Quand on entasse, comme moi, des bandes dessinées, on traîne parfois sur la lecture de certains albums sans trop savoir pourquoi. Puis parfois vient le moment de la lecture comme si cela devenait une évidence. Dans ce cas-là, la lecture devient comme un instant magique où je savoure pleinement l'histoire. Bref tout ce lyrisme pour vous dire comme la lecture du Fils de l'ogre de Grégory Mardon vient de me toucher.

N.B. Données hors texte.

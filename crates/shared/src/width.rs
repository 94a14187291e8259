use ethers_core::types::{I256, U256};

/// Largest signed value representable in `width` bits.
pub fn signed_max_value(width: u16) -> I256 {
    assert!((1..=256).contains(&width), "unsupported bit width: {width}");
    if width == 256 {
        I256::MAX
    } else {
        I256::from_raw(U256::from(1u8) << U256::from(width - 1)) - I256::from(1)
    }
}

/// Smallest signed value representable in `width` bits.
pub fn signed_min_value(width: u16) -> I256 {
    assert!((1..=256).contains(&width), "unsupported bit width: {width}");
    if width == 256 {
        I256::MIN
    } else {
        signed_max_value(width) * I256::from(-1i32) - I256::from(1i32)
    }
}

J'avais bien suivi les premiers albums de Mardon, des comédies de moeurs contemporaines, que j'avais trouvées agréables mais qui ne m'avait pas marqué plus que cela. L'auteur change de style du moins dans l'écriture avec un récit moyenâgeux très sombre sur la vie d'un homme qui se laisse guider depuis l'adolescence par une force intérieure entre violence et frustration. Le récit est construit comme une tragédie et est d'une efficacité redoutable. C'est bref, intense et l'on ne peut ressortir que touché par cette lecture.
Si Mardon a radicalement changé son écriture ce n'est pas le cas du dessin qui lui est dans une évolution logique de ses premiers travaux. Cela dit on sent qu'il s'épanouit grandement dans cet univers médiéval. Dès la couverture que je trouve cela très réussie, Mardon nous montre un aperçu de que va être l'album. Le gris magnifique accompagne parfaitement l'ambiance sombre du récit. Il y a quelque chose de théâtral dans la mise en page où tout prend un sens très symbolique, qui va en s'accentuant plus on avance dans la tragédie. Certaines scènes me font penser aux films expressionnistes ainsi au 7e sceaux de Bergman. Il y a un clin d'oeil au Cri de Munch. J'y vois aussi des influences de Christophe Blain, particulièrement dans les expressions des personnages. Je pense aussi à certaines illustrations de Dubout que j'ai vues dans recueil de poèmes de François Villon.
Bref un petit bijou parfaitement maîtrisé par son auteur qui s'affirme ici en artiste complet.